Have you ever read a book that so envelops you and feeds your imagination that you feel as if the author somehow knows every aspect of your life, even though the exotic settings and images of his story bear no resemblance at all to your own?  I hadn’t.  And when it happened in the first novella of this collection of three, “Afterimage,” I could hardly believe that I had lived totally, for the entire length of the novella, in French author Patrick Modiano’s world, a world of uncertainties and no answers, and I had reacted to that world as if it had been my own.  Instead of feeling let down by a lack of conclusion to the plot elements, as I often do when an author does not sum up and “resolve” the action and themes, I felt energized instead, connected to the author and his alter ego/ protagonist in ways I never expected.  I saw parallels with my own life, and most surprisingly, I found myself wondering about people I have not seen in years, curious about what happened to them; pondering riddles of my own childhood; and wondering if I had misunderstood what was really going on beneath the surface of reality, as young characters do here.

Nobel Prize winner Patrick Modiano

Patrick Modiano is a master at evoking mysteries and riddles, not in the usual sense of popular fiction, but in his recognition of the private mysteries which infuse our own lives from childhood to adulthood and after,  enigmas we never fully understand when they are happening to us.  In fact, the author suggests, our personal realities may be mostly questions with no answers, a result of our not knowing what others, including our parents and best friends, are thinking, planning, and doing when they are not with us.  To the extent that each of these three novellas hinges on the relationship of a main character with another person whose own decisions affect him long after the relationship itself may be over, the novellas here suggest that perhaps the speaker may simply have missed his chance to find answers earlier in his life, that if he had been more alert, perceptive, or aggressive that he might have been happier – more at peace – with his inner world.

Famed Hungarian war photographer Robert Capa, friend of Francis Jansen.
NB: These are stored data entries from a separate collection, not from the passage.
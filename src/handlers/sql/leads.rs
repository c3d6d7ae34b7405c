// handlers/sql/leads.rs - POST /sql/leads.* handlers

use axum::{extract::State, Extension};
use serde_json::{json, Value};

use crate::api::AppState;
use crate::database::QueryBuilder;
use crate::error::ApiError;
use crate::filter::{Filter, ListFilters};
use crate::middleware::{ApiResponse, ApiResult, AuthenticatedBody};

use super::{record_id, require_one_of, require_str, Table};

pub const YES_NO: &[&str] = &["Yes", "No"];

/// Progress flags stored as `Yes` / `No`
const FLAGS: &[&str] = &["site_visit_required", "proposal_submitted", "shortlisted", "deal_closed"];

const TABLE: Table = Table {
    name: "leads",
    label: "Lead",
    writable: &[
        "inquiry_no",
        "inquiry_date",
        "client_company",
        "contact_person",
        "contact_no",
        "email",
        "designation",
        "department",
        "description",
        "type_of_place",
        "space_requirement",
        "transaction_type",
        "budget",
        "city",
        "location_preference",
        "site_visit_required",
        "proposal_submitted",
        "shortlisted",
        "deal_closed",
        "owner_id",
        "assignee_id",
    ],
};

const FILTER_COLUMNS: &[&str] = &[
    "id",
    "inquiry_no",
    "inquiry_date",
    "client_company",
    "contact_person",
    "contact_no",
    "email",
    "type_of_place",
    "transaction_type",
    "budget",
    "city",
    "location_preference",
    "site_visit_required",
    "proposal_submitted",
    "shortlisted",
    "deal_closed",
    "owner_id",
    "assignee_id",
    "created_at",
];

const JOINED_SELECT: &str = "SELECT l.*, o.name AS owner_name, a.name AS assignee_name \
    FROM leads l \
    LEFT JOIN users o ON l.owner_id = o.id \
    LEFT JOIN users a ON l.assignee_id = a.id";

/// POST /sql/leads.list - filtered, paginated, with owner/assignee names
pub async fn list(
    State(state): State<AppState>,
    Extension(AuthenticatedBody(body)): Extension<AuthenticatedBody>,
) -> ApiResult<Value> {
    let filters = ListFilters::from_body(&body)?;
    for flag in FLAGS {
        filters.require_one_of(flag, YES_NO)?;
    }

    let filter = Filter::new("leads", FILTER_COLUMNS).alias("l").assign(&filters);
    let total = filter.count_query().fetch_count(state.db.pool()).await?;
    let leads = filter.select_query(JOINED_SELECT).fetch_all(state.db.pool()).await?;

    Ok(ApiResponse::success(json!({
        "leads": leads,
        "meta": filter.meta(total),
    })))
}

/// POST /sql/leads.get_by_id
pub async fn get_by_id(
    State(state): State<AppState>,
    Extension(AuthenticatedBody(body)): Extension<AuthenticatedBody>,
) -> ApiResult<Value> {
    let id = require_str(&body, "id")?;
    let lead = fetch_joined(&state, id).await?;
    Ok(ApiResponse::success(json!({ "lead": lead })))
}

/// POST /sql/leads.create
pub async fn create(
    State(state): State<AppState>,
    Extension(AuthenticatedBody(body)): Extension<AuthenticatedBody>,
) -> ApiResult<Value> {
    validate(&body)?;

    let id = record_id(&body);
    TABLE.insert(state.db.pool(), &id, &body).await?;
    tracing::info!("Created lead {}", id);

    let lead = fetch_joined(&state, &id).await?.ok_or_else(|| TABLE.not_found(&id))?;
    Ok(ApiResponse::success(json!({ "lead": lead })))
}

/// POST /sql/leads.update
pub async fn update(
    State(state): State<AppState>,
    Extension(AuthenticatedBody(body)): Extension<AuthenticatedBody>,
) -> ApiResult<Value> {
    let id = require_str(&body, "id")?;
    validate(&body)?;

    TABLE.update(state.db.pool(), id, &body).await?;
    let lead = fetch_joined(&state, id).await?.ok_or_else(|| TABLE.not_found(id))?;
    Ok(ApiResponse::success(json!({ "lead": lead })))
}

/// POST /sql/leads.delete
pub async fn delete(
    State(state): State<AppState>,
    Extension(AuthenticatedBody(body)): Extension<AuthenticatedBody>,
) -> ApiResult<Value> {
    let id = require_str(&body, "id")?;
    TABLE.delete(state.db.pool(), id).await?;
    tracing::info!("Deleted lead {}", id);
    Ok(ApiResponse::success(json!({ "deleted": true })))
}

fn validate(body: &Value) -> Result<(), ApiError> {
    for flag in FLAGS {
        require_one_of(body, flag, YES_NO)?;
    }
    Ok(())
}

async fn fetch_joined(state: &AppState, id: &str) -> Result<Option<Value>, ApiError> {
    let lead = QueryBuilder::new(format!("{} WHERE l.id = ?", JOINED_SELECT))
        .bind(id)
        .fetch_optional(state.db.pool())
        .await?;
    Ok(lead)
}
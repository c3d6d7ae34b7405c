// HTTP API Error Types
use axum::{http::StatusCode, response::IntoResponse, Json};
use serde_json::{json, Value};

use crate::auth::AuthError;
use crate::database::DatabaseError;
use crate::filter::FilterError;

/// HTTP API error rendered as `{ "ok": false, "error": { "code", "message" } }`
#[derive(Debug)]
pub enum ApiError {
    // 400 / 401 from the request authenticator
    Auth(AuthError),

    // 400 Bad Request
    ValidationError(String),

    // 404 Not Found
    NotFound(String),

    // 409 Conflict
    Conflict(String),

    // 413 Payload Too Large
    PayloadTooLarge(usize),

    // 500 Internal Server Error
    InternalServerError,

    // 503 Service Unavailable
    ServiceUnavailable(String),
}

impl ApiError {
    /// Get HTTP status code
    pub fn status_code(&self) -> StatusCode {
        match self {
            ApiError::Auth(err) => err.status(),
            ApiError::ValidationError(_) => StatusCode::BAD_REQUEST,
            ApiError::NotFound(_) => StatusCode::NOT_FOUND,
            ApiError::Conflict(_) => StatusCode::CONFLICT,
            ApiError::PayloadTooLarge(_) => StatusCode::PAYLOAD_TOO_LARGE,
            ApiError::InternalServerError => StatusCode::INTERNAL_SERVER_ERROR,
            ApiError::ServiceUnavailable(_) => StatusCode::SERVICE_UNAVAILABLE,
        }
    }

    /// Get error code for client handling
    pub fn error_code(&self) -> &'static str {
        match self {
            ApiError::Auth(err) => err.code(),
            ApiError::ValidationError(_) => "VALIDATION_ERROR",
            ApiError::NotFound(_) => "NOT_FOUND",
            ApiError::Conflict(_) => "CONFLICT",
            ApiError::PayloadTooLarge(_) => "PAYLOAD_TOO_LARGE",
            ApiError::InternalServerError => "INTERNAL_ERROR",
            ApiError::ServiceUnavailable(_) => "SERVICE_UNAVAILABLE",
        }
    }

    /// Get client-safe error message
    pub fn message(&self) -> String {
        match self {
            ApiError::Auth(err) => err.message().to_string(),
            ApiError::ValidationError(msg) => msg.clone(),
            ApiError::NotFound(msg) => msg.clone(),
            ApiError::Conflict(msg) => msg.clone(),
            ApiError::PayloadTooLarge(limit) => format!("Request body exceeds {} bytes", limit),
            ApiError::InternalServerError => "Internal server error".to_string(),
            ApiError::ServiceUnavailable(msg) => msg.clone(),
        }
    }

    /// Convert to JSON response body
    pub fn to_json(&self) -> Value {
        json!({
            "ok": false,
            "error": {
                "code": self.error_code(),
                "message": self.message(),
            }
        })
    }

    pub fn validation(message: impl Into<String>) -> Self {
        ApiError::ValidationError(message.into())
    }

    pub fn not_found(message: impl Into<String>) -> Self {
        ApiError::NotFound(message.into())
    }
}

impl From<AuthError> for ApiError {
    fn from(err: AuthError) -> Self {
        ApiError::Auth(err)
    }
}

impl From<FilterError> for ApiError {
    fn from(err: FilterError) -> Self {
        ApiError::ValidationError(err.to_string())
    }
}

impl From<DatabaseError> for ApiError {
    fn from(err: DatabaseError) -> Self {
        match err {
            DatabaseError::Sqlx(sqlx::Error::Database(ref db_err)) if db_err.is_unique_violation() => {
                ApiError::Conflict("Record already exists".to_string())
            }
            DatabaseError::Sqlx(sqlx::Error::PoolTimedOut) | DatabaseError::Sqlx(sqlx::Error::PoolClosed) => {
                tracing::error!("Database pool unavailable: {}", err);
                ApiError::ServiceUnavailable("Database temporarily unavailable".to_string())
            }
            other => {
                // Log the real error but return generic message
                tracing::error!("Database error: {}", other);
                ApiError::InternalServerError
            }
        }
    }
}

// Standard error trait implementations
impl std::fmt::Display for ApiError {
    fn fmt(&self, f: &mut std::fmt::Formatter<'_>) -> std::fmt::Result {
        write!(f, "{}: {}", self.error_code(), self.message())
    }
}

impl std::error::Error for ApiError {}

// Automatic HTTP response conversion for Axum
impl IntoResponse for ApiError {
    fn into_response(self) -> axum::response::Response {
        (self.status_code(), Json(self.to_json())).into_response()
    }
}
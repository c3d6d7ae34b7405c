pub mod error;
pub mod filter;
pub mod filter_order;
pub mod filter_where;
pub mod types;

pub use error::FilterError;
pub use filter::Filter;
pub use filter_order::FilterOrder;
pub use filter_where::FilterWhere;
pub use types::{ListFilters, PageMeta, SortDirection};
Capa died in 1954, while photographing the first war in Vietnam, where the French had been fighting for eight years.

“Afterimage,” the first novella, and my favorite of the three, opens in the spring of 1964, when the speaker is sixteen.  While sitting in a café with a young girl of his own age, he observes a much older man sitting beside him.  The man takes out his Rolleiflex camera and takes several quick photos of the two teens before they can even register what has happened, then asks them if he may photograph them again, as part of an article on Paris youth that he has been hired to illustrate.  They agree, and follow him to his studio, gray and almost bare, except for two black-and-white portraits, one of them of a woman named Colette Laurent, an actress, now forgotten, who appeared in only two films in 1942 and 1955, and the other showing Francis Jansen, the photographer himself, with his friend, famed war photographer Robert Capa, in 1945.  Thirty years have passed since Jansen left Paris, and the speaker never saw him again, but the few months that he did know him left an indelible mark.  As Modiano describes the nature of this teenager’s fascination with Jansen and peripherally Colette, their friends, and the interactions they had, including the boy’s cataloguing of all Jansen’s photographs, we come to know the boy and his values and his hopes for the future.  The boy had taken on the cataloguing job “because I refused to accept that people and things could disappear without a trace.”  Jansen himself didn’t want to take any “excess baggage” when he left for Mexico, plans he did not share with the boy because he “thought a photographer was nothing, that he should blend into the surroundings and become invisible.”  The passage of time does little to lessen the intensity of the boy’s memories of Jansen, even as the specifics of those days and events fade.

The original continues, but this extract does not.